For these reason, I am reluctant to make too much of Cruz’s win from a momentum standpoint. I will say, though, that a 20 point (or so) point Trump loss, if that’s what this turns out to be, should cause the tycoon some concern.
The race will soon return to the East. If Trump falters there, especially in New York or Pennsylvania, we can then talk with confidence of the race turning. Tonight, we can say that Cruz had a good win and that Trump had a modest setback.
KUDOS TO SCOTT WALKER: Gov. Walker ran a poor presidential campaign. But he had the good sense to see the writing on the wall early and, accordingly, to exit.
When Walker left the race, he called on the party to unite to prevent a Trump takeover of the party. And when the time came, he rallied Wisconsin around the most viable remaining non-Trump option. Walker has done his best to prevent a Trump takeover and his best wasn’t bad.
By the way, where is Marco Rubio?
STAY CLASSY, DONALD: The Trump campaign has issued a statement about the Wisconsin primary. Among other things, it whines that Trump “withstood the onslaught of the establishment” in that “Lyin’ Ted Cruz had the governor of Wisconsin, many conservative talk radio show hosts, and the entire party apparatus behind him.” The Trump campaign called Cruz a “Trojan horse being used by the party bosses attempting to steal the nomination from Mr. Trump.”
If Cruz is being used, he’s being used by those who consider Trump unfit for the presidency. That’s probably at least 40 percent of Republicans and 60 percent of the electorate as a whole.
THE DELEGATE MATH AFTER TONIGHT: It looks like Cruz will win 36 or 39 of Wisconsin’s 42 delegates and that Trump will win 3 or 6 of them. The uncertainty centers around Wisconsin’s Third Congressional district, which includes La Crosse and Eau Claire.
Trump appears to be leading in this district. Let’s say, then, that he gets 6 delegates tonight.
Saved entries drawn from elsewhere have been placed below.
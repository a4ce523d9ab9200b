pub mod runner;

pub use runner::AppRunner;

/// Generate all `#[wasm_bindgen]` exports for an app.
///
/// Generates:
/// - `thread_local!` storage for the AppRunner
/// - `with_runner()` helper function
/// - All wasm-bindgen exports (app_init, app_frame, input handlers,
///   data accessors)
///
/// # Usage
///
/// ```ignore
/// use wasm_bindgen::prelude::*;
/// use helio_web::AppRunner;
///
/// mod demo;
/// use demo::MyDemo;
///
/// helio_web::export_app!(MyDemo, "my-demo");
/// ```
///
/// # Arguments
///
/// - `$app_type`: The app struct type that implements `helio_engine::App`
/// - `$app_name`: A string literal used in the initialization log message
#[macro_export]
macro_rules! export_app {
    ($app_type:ty, $app_name:literal) => {
        use std::cell::RefCell;

        use helio_engine::InputEvent;

        thread_local! {
            static RUNNER: RefCell<Option<$crate::AppRunner<$app_type>>> = RefCell::new(None);
        }

        fn with_runner<R>(f: impl FnOnce(&mut $crate::AppRunner<$app_type>) -> R) -> R {
            RUNNER.with(|cell| {
                let mut borrow = cell.borrow_mut();
                let runner = borrow
                    .as_mut()
                    .expect("App not initialized. Call app_init() first.");
                f(runner)
            })
        }

        fn create_runner() {
            console_error_panic_hook::set_once();
            let _ = console_log::init_with_level(log::Level::Info);

            let app = <$app_type>::new();
            let runner = $crate::AppRunner::new(app);

            RUNNER.with(|cell| {
                *cell.borrow_mut() = Some(runner);
            });
        }

        #[wasm_bindgen]
        pub fn app_init() {
            create_runner();
            with_runner(|r| r.init());
            log::info!("{}: initialized", $app_name);
        }

        /// Like `app_init`, but with a JSON config override applied before
        /// the scene is built. A malformed blob is logged and ignored.
        #[wasm_bindgen]
        pub fn app_init_with_config(json: &str) {
            create_runner();
            with_runner(|r| {
                r.load_config(json);
                r.init();
            });
            log::info!("{}: initialized", $app_name);
        }

        /// One animation frame at the given wall-clock time (seconds).
        /// Returns false once the app has been stopped; the host must then
        /// stop scheduling further frames.
        #[wasm_bindgen]
        pub fn app_frame(now_seconds: f64) -> bool {
            with_runner(|r| r.frame(now_seconds))
        }

        #[wasm_bindgen]
        pub fn app_stop() {
            with_runner(|r| r.stop());
        }

        #[wasm_bindgen]
        pub fn app_pointer_move(x: f32, y: f32) {
            with_runner(|r| r.push_input(InputEvent::PointerMove { x, y }));
        }

        #[wasm_bindgen]
        pub fn app_resize(width: f32, height: f32) {
            with_runner(|r| r.push_input(InputEvent::Resize { width, height }));
        }

        // ---- Data accessors ----

        #[wasm_bindgen]
        pub fn get_stars_ptr() -> *const f32 {
            with_runner(|r| r.stars_ptr())
        }

        #[wasm_bindgen]
        pub fn get_star_count() -> u32 {
            with_runner(|r| r.star_count())
        }

        #[wasm_bindgen]
        pub fn get_mesh_instances_ptr() -> *const f32 {
            with_runner(|r| r.mesh_instances_ptr())
        }

        #[wasm_bindgen]
        pub fn get_mesh_instance_count() -> u32 {
            with_runner(|r| r.mesh_instance_count())
        }

        #[wasm_bindgen]
        pub fn get_lights_ptr() -> *const f32 {
            with_runner(|r| r.lights_ptr())
        }

        #[wasm_bindgen]
        pub fn get_light_count() -> u32 {
            with_runner(|r| r.light_count())
        }

        #[wasm_bindgen]
        pub fn get_camera_ptr() -> *const f32 {
            with_runner(|r| r.camera_ptr())
        }

        #[wasm_bindgen]
        pub fn get_ambient_r() -> f32 {
            with_runner(|r| r.ambient_r())
        }

        #[wasm_bindgen]
        pub fn get_ambient_g() -> f32 {
            with_runner(|r| r.ambient_g())
        }

        #[wasm_bindgen]
        pub fn get_ambient_b() -> f32 {
            with_runner(|r| r.ambient_b())
        }

        #[wasm_bindgen]
        pub fn get_viewport_width() -> f32 {
            with_runner(|r| r.viewport_width())
        }

        #[wasm_bindgen]
        pub fn get_viewport_height() -> f32 {
            with_runner(|r| r.viewport_height())
        }

        #[wasm_bindgen]
        pub fn get_frame_count() -> u32 {
            with_runner(|r| r.frame_count())
        }

        // ---- Capacity accessors ----

        #[wasm_bindgen]
        pub fn get_max_meshes() -> u32 {
            with_runner(|r| r.max_meshes())
        }

        #[wasm_bindgen]
        pub fn get_max_lights() -> u32 {
            with_runner(|r| r.max_lights())
        }

        #[wasm_bindgen]
        pub fn get_buffer_total_floats() -> u32 {
            with_runner(|r| r.buffer_total_floats())
        }
    };
}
That’s 19 fewer than he was expected to get in a projection by a group of experts assembled by FiveThirtyEight. That projection had Trump falling 29 delegates short, via caucuses and primaries, of the 1,237 he needs to capture the nomination. Moreover, even before tonight Trump had fallen a little off the pace that had him coming up 29 delegates short.
Thus, if one puts stock in this projection, Trump is now more than 48 delegates off the pace. Note, however, that Trump might be able to make up the shortfall in the weeks following the end of the caucuses/primary process.
So even if Trump’s loss in Wisconsin by what’s looking to be about 15 points (more than any poll indicated) doesn’t shift momentum, it leaves Trump in trouble when it comes to reaching the magic delegate number via the caucuses/primary process.
On this mildly optimistic (from my perspective) note, I will sign off.